ValueError: The additive gap must be >= 0 when using the 'cuts' algorithm.


sage: from sage.graphs.hyperbolicity import hyperbolicity
sage: G = Graph()
sage: hyperbolicity(G,algorithm='tip top')
Traceback (most recent call last):
...
ValueError: Algorithm 'tip top' not yet implemented. Please contribute.

sage.graphs.hyperbolicity.hyperbolicity_distribution(G, algorithm='sampling', sampling_size=1000000)

Return the hyperbolicity distribution of the graph or a sampling of it.
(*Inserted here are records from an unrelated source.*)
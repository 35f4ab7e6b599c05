//! Seams between the adapter and the inference engine.

use std::path::Path;

use bertqa_core::{Answer, Delegate, QaConfig};

/// Options a handle is built with. The delegate is chosen per load; the span
/// limits come from configuration.
#[derive(Debug, Clone, Copy, PartialEq, Eq)]
pub struct AnswererOptions {
    pub delegate: Delegate,
    /// Maximum tokens in the combined `[CLS] question [SEP] context [SEP]` input.
    pub max_seq_len: usize,
    pub max_query_len: usize,
    pub max_answer_len: usize,
    pub num_answers: usize,
}

impl AnswererOptions {
    pub fn from_config(delegate: Delegate, config: &QaConfig) -> Self {
        Self {
            delegate,
            max_seq_len: config.max_seq_len,
            max_query_len: config.max_query_len,
            max_answer_len: config.max_answer_len,
            num_answers: config.num_answers,
        }
    }
}

/// A loaded model that can answer questions about a context passage.
///
/// Dropping the value releases whatever native resources it holds.
pub trait QuestionAnswerer {
    fn answer(&mut self, context: &str, question: &str) -> anyhow::Result<Vec<Answer>>;
}

/// Builds handles from a bundled model.
pub trait AnswererFactory {
    type Answerer: QuestionAnswerer;

    fn create(
        &self,
        model_dir: &Path,
        options: &AnswererOptions,
    ) -> anyhow::Result<Self::Answerer>;
}
//! Shared configuration for the question answerer.
//!
//! Defaults carry the fixed values the adapter uses when nothing else is
//! supplied. A JSON file may override any subset of fields.

use std::path::{Path, PathBuf};

use serde::{Deserialize, Serialize};
use tracing::debug;

use crate::CoreError;
use crate::delegate::{CPU_FALLBACK_THREADS, DelegatePolicy, NNAPI_MIN_PLATFORM_VERSION};

/// Name of the bundled model directory under the assets directory.
pub const BERT_QA_MODEL: &str = "mobilebert";

#[derive(Debug, Clone, PartialEq, Serialize, Deserialize)]
#[serde(default)]
pub struct QaConfig {
    /// Directory holding packaged model assets.
    pub assets_dir: PathBuf,
    /// Model directory name inside `assets_dir`.
    pub model: String,
    /// Threads used by the CPU fallback delegate.
    pub cpu_threads: usize,
    pub nnapi_min_platform_version: u32,
    /// Platform version reported to delegate selection. `None` means the
    /// platform has no NNAPI (desktop hosts).
    pub platform_version: Option<u32>,
    pub max_seq_len: usize,
    pub max_query_len: usize,
    pub max_answer_len: usize,
    pub num_answers: usize,
}

impl Default for QaConfig {
    fn default() -> Self {
        Self {
            assets_dir: PathBuf::from("models"),
            model: BERT_QA_MODEL.to_string(),
            cpu_threads: CPU_FALLBACK_THREADS,
            nnapi_min_platform_version: NNAPI_MIN_PLATFORM_VERSION,
            platform_version: None,
            max_seq_len: 384,
            max_query_len: 64,
            max_answer_len: 32,
            num_answers: 5,
        }
    }
}

impl QaConfig {
    /// Load configuration from a JSON file. Missing fields keep their defaults.
    pub fn from_file(path: &Path) -> Result<Self, CoreError> {
        if !path.exists() {
            return Err(CoreError::ConfigNotFound(path.to_path_buf()));
        }
        let content = std::fs::read_to_string(path)?;
        let config: Self = serde_json::from_str(&content)?;
        debug!(path = %path.display(), "loaded config");
        Ok(config)
    }

    /// Full path of the bundled model directory.
    pub fn model_dir(&self) -> PathBuf {
        self.assets_dir.join(&self.model)
    }

    pub fn delegate_policy(&self) -> DelegatePolicy {
        DelegatePolicy {
            nnapi_min_platform_version: self.nnapi_min_platform_version,
            cpu_threads: self.cpu_threads,
        }
    }
}

#[cfg(test)]
mod tests {
    use super::*;
    use std::io::Write;

    #[test]
    fn defaults_match_fixed_values() {
        let config = QaConfig::default();
        assert_eq!(config.cpu_threads, 4);
        assert_eq!(config.nnapi_min_platform_version, 27);
        assert_eq!(config.model, "mobilebert");
        assert_eq!(config.model_dir(), PathBuf::from("models/mobilebert"));
        assert_eq!(config.platform_version, None);
    }

    #[test]
    fn partial_file_keeps_defaults() {
        let mut file = tempfile::NamedTempFile::new().unwrap();
        write!(file, r#"{{ "assets_dir": "/opt/assets", "platform_version": 30 }}"#).unwrap();

        let config = QaConfig::from_file(file.path()).unwrap();
        assert_eq!(config.assets_dir, PathBuf::from("/opt/assets"));
        assert_eq!(config.platform_version, Some(30));
        assert_eq!(config.cpu_threads, 4);
        assert_eq!(config.num_answers, 5);
    }

    #[test]
    fn missing_file_is_error() {
        let dir = tempfile::tempdir().unwrap();
        let err = QaConfig::from_file(&dir.path().join("nope.json")).unwrap_err();
        assert!(matches!(err, CoreError::ConfigNotFound(_)));
    }

    #[test]
    fn malformed_file_is_error() {
        let mut file = tempfile::NamedTempFile::new().unwrap();
        write!(file, "not json").unwrap();
        let err = QaConfig::from_file(file.path()).unwrap_err();
        assert!(matches!(err, CoreError::Json(_)));
    }

    #[test]
    fn policy_follows_config() {
        let config = QaConfig {
            cpu_threads: 2,
            nnapi_min_platform_version: 29,
            ..QaConfig::default()
        };
        let policy = config.delegate_policy();
        assert_eq!(policy.cpu_threads, 2);
        assert_eq!(policy.nnapi_min_platform_version, 29);
    }
}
The hyperbolicity of a graph has been defined by Gromov [Gromov87] as follows: Let $$a, b, c, d$$ be vertices of the graph, let $$S_1 = dist(a, b) + dist(b, c)$$, $$S_2 = dist(a, c) + dist(b, d)$$, and $$S_3 = dist(a, d) + dist(b, c)$$, and let $$M_1$$ and $$M_2$$ be the two largest values among $$S_1$$, $$S_2$$, and $$S_3$$. We have $$hyp(a, b, c, d) = |M_1 - M_2|$$, and the hyperbolicity of the graph is the maximum over all possible 4-tuples $$(a, b, c, d)$$ divided by 2.

The computation of the hyperbolicity of each 4-tuple, and so the hyperbolicity distribution, takes time in $$O( n^4 )$$.

INPUT:

• G – a Graph.
• algorithm – (default: ‘sampling’) When algorithm is ‘sampling’, it returns the distribution of the hyperbolicity over a sample of sampling_size 4-tuples. When algorithm is ‘exact’, it computes the distribution of the hyperbolicity over all 4-tuples. Be aware that the computation time can be HUGE.
• sampling_size – (default: $$10^6$$) number of 4-tuples considered in the sampling. Used only when algorithm == 'sampling'.

OUTPUT:

• hdict – A dictionnary such that hdict[i] is the number of 4-tuples of hyperbolicity i.

EXAMPLES:

Exact hyperbolicity distribution of the Petersen Graph:

sage: from sage.graphs.hyperbolicity import hyperbolicity_distribution
sage: G = graphs.PetersenGraph()
sage: hyperbolicity_distribution(G,algorithm='exact')
{0: 3/7, 1/2: 4/7}


Exact hyperbolicity distribution of a $$3\times 3$$ grid:

sage: from sage.graphs.hyperbolicity import hyperbolicity_distribution
sage: G = graphs.GridGraph([3,3])
sage: hyperbolicity_distribution(G,algorithm='exact')
{0: 11/18, 1: 8/21, 2: 1/126}


TESTS:

Giving anythin else than a Graph:

sage: from sage.graphs.hyperbolicity import hyperbolicity_distribution
sage: hyperbolicity_distribution([])
Traceback (most recent call last):
...
ValueError: The input parameter must be a Graph.


Giving a non connected graph:

sage: from sage.graphs.hyperbolicity import hyperbolicity_distribution
sage: G = Graph([(0,1),(2,3)])
sage: hyperbolicity_distribution(G)
Traceback (most recent call last):
...
ValueError: The input Graph must be connected.